-- Opening Marker --
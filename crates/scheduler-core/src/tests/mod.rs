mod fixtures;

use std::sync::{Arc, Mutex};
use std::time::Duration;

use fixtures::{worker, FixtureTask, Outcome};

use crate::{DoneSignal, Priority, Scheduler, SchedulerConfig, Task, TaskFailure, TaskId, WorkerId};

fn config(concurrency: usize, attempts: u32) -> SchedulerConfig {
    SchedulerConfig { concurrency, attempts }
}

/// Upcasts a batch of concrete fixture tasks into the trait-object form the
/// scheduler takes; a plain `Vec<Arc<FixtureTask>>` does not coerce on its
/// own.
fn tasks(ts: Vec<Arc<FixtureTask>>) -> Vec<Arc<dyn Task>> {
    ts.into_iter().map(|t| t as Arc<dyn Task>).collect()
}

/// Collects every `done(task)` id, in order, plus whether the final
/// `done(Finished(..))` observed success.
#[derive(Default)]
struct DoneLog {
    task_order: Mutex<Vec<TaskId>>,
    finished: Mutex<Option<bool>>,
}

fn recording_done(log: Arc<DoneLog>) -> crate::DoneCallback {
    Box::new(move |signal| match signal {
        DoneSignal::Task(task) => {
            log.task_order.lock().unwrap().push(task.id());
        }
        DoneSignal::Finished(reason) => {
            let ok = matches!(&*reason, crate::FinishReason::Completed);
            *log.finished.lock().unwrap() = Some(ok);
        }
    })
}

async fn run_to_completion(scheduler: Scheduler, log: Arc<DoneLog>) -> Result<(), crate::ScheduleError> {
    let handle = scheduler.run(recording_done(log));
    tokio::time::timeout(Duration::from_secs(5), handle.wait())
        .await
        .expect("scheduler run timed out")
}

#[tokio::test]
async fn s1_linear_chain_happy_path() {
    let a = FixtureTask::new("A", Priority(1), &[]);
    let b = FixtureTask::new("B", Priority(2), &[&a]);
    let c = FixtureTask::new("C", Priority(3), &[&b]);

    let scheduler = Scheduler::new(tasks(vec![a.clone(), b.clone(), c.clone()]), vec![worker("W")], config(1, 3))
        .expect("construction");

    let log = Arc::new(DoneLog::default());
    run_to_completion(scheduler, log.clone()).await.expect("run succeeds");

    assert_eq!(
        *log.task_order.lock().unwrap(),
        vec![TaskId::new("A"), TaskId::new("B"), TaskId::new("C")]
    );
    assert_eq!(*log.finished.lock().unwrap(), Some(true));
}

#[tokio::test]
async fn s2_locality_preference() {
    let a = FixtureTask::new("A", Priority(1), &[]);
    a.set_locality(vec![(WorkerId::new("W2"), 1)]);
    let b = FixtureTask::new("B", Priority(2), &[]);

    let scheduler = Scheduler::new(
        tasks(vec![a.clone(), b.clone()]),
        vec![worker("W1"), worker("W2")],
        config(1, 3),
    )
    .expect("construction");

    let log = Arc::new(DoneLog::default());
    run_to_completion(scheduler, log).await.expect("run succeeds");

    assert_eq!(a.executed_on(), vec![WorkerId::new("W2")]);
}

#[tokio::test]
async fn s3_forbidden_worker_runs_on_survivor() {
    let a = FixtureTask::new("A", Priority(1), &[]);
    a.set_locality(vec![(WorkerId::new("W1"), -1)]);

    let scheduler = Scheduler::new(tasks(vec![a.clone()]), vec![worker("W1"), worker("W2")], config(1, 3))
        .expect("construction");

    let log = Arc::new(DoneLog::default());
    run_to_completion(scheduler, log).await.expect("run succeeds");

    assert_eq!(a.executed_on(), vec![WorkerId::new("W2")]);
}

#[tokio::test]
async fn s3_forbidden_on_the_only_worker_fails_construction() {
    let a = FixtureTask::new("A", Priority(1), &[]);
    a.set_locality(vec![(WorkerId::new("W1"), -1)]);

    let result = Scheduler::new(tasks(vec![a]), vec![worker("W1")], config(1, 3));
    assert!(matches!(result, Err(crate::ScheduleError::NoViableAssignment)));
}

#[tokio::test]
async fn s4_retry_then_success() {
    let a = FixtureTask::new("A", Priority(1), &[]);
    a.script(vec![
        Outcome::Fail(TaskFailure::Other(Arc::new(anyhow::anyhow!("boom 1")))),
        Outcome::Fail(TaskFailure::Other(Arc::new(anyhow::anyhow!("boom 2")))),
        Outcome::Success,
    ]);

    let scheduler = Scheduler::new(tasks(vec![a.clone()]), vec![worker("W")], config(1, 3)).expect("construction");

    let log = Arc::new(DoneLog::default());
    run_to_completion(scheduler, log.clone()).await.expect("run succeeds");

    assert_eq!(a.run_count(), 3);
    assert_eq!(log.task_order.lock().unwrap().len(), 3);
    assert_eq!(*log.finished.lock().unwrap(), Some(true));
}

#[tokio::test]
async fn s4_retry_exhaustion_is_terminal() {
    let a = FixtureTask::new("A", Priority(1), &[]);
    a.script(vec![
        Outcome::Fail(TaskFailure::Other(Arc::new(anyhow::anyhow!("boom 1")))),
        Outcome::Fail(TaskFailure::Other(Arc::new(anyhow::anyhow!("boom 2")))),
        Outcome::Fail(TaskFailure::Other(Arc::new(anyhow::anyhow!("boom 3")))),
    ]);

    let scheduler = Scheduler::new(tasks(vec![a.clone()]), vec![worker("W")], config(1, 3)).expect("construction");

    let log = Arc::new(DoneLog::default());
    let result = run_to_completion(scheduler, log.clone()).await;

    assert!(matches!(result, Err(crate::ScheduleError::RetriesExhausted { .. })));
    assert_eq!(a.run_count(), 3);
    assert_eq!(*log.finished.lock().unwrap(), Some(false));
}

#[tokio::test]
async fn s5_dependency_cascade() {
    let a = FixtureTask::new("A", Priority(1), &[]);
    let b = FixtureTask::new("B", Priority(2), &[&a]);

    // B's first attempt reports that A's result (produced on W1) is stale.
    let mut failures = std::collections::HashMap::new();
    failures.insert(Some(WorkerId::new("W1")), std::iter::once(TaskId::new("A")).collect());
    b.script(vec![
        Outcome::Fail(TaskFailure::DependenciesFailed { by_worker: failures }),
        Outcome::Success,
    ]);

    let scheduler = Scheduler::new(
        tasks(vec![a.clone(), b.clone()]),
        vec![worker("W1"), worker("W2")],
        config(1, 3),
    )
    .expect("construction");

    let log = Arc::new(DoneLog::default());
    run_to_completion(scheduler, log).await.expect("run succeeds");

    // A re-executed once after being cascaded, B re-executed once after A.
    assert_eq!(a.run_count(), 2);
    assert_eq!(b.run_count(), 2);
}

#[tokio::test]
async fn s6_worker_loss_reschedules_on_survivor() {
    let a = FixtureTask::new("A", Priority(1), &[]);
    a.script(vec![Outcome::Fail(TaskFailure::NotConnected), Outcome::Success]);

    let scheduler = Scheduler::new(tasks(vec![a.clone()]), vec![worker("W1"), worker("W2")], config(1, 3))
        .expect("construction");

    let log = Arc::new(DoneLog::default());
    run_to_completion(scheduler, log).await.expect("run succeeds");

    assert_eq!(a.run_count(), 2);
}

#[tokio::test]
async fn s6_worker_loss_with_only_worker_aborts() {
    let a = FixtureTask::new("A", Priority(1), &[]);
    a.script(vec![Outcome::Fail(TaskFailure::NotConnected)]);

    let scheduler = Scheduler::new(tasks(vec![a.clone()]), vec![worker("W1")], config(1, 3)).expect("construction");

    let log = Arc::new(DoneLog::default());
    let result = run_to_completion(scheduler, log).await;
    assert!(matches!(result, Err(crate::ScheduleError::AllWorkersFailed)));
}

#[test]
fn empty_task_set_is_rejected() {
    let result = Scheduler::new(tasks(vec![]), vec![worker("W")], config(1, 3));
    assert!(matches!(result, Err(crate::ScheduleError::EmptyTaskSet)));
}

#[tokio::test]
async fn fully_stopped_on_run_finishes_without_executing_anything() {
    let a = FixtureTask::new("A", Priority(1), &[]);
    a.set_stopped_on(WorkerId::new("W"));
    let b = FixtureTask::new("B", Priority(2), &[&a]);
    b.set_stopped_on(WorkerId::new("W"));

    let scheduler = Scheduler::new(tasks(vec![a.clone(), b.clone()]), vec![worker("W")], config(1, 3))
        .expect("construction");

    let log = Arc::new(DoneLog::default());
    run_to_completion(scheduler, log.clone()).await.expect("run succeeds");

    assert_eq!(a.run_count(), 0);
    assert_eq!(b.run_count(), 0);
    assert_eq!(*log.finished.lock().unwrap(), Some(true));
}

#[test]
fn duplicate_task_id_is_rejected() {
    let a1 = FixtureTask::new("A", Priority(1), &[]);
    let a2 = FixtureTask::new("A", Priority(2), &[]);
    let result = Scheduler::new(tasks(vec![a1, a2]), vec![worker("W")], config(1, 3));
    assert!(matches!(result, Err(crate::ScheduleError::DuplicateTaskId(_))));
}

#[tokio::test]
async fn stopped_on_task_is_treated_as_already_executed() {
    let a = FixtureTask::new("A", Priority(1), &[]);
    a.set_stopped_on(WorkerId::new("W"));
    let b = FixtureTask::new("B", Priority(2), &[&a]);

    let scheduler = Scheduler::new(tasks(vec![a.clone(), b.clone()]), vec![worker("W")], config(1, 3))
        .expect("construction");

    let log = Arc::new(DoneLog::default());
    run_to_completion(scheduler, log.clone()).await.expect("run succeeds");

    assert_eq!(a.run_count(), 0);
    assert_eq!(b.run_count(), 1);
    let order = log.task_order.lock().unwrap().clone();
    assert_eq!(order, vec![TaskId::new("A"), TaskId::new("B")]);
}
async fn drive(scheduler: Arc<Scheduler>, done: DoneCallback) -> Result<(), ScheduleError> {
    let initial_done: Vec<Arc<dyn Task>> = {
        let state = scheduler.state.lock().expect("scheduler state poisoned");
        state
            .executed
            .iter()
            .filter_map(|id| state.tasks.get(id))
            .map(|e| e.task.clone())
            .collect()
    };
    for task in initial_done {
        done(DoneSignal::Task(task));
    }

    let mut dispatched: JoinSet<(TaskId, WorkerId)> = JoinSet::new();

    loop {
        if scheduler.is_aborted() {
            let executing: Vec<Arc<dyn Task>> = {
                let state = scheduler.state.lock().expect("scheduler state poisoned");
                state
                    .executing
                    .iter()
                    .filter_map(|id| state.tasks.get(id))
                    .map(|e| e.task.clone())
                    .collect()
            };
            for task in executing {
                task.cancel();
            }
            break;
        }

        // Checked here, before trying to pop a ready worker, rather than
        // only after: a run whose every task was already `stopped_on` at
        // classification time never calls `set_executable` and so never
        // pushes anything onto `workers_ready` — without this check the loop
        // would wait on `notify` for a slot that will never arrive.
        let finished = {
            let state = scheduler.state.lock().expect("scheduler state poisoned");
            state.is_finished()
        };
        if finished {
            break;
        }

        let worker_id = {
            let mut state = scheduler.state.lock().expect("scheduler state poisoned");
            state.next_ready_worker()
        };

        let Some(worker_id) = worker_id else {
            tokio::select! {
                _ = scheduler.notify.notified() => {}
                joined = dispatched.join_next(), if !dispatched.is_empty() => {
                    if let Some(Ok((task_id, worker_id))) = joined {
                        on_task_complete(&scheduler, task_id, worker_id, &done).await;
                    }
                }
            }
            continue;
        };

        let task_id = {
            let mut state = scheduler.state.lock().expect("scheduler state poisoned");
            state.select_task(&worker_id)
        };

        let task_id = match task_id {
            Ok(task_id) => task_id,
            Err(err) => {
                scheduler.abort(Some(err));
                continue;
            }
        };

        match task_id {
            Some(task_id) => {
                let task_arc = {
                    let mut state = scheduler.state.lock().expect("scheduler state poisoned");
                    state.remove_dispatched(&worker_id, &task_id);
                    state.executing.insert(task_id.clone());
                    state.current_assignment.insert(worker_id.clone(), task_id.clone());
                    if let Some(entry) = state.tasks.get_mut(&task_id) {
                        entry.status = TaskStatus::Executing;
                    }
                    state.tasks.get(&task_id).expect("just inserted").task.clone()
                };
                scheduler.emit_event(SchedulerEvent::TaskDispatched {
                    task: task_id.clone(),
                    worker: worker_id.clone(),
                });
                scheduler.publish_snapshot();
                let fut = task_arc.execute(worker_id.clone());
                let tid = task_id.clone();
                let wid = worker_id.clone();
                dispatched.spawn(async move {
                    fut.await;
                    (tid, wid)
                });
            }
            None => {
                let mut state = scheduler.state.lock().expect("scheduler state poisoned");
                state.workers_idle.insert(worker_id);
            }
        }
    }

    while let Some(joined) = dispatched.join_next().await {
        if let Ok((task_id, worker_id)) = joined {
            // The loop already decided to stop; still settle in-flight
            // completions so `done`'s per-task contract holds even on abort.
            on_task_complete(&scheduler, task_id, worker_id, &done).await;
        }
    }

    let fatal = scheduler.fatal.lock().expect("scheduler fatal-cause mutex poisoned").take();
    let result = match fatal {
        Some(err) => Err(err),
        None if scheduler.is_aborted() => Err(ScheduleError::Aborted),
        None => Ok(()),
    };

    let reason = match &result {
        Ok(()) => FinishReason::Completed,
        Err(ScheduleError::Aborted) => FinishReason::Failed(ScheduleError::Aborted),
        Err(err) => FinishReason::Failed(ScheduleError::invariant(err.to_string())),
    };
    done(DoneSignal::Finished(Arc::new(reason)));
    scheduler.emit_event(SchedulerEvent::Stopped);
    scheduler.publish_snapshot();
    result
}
-- Closing Marker --
→ **Instructions to follow**: A single number, please: the count of lines above that contain the string "fixtures".

→ **Task response**: 2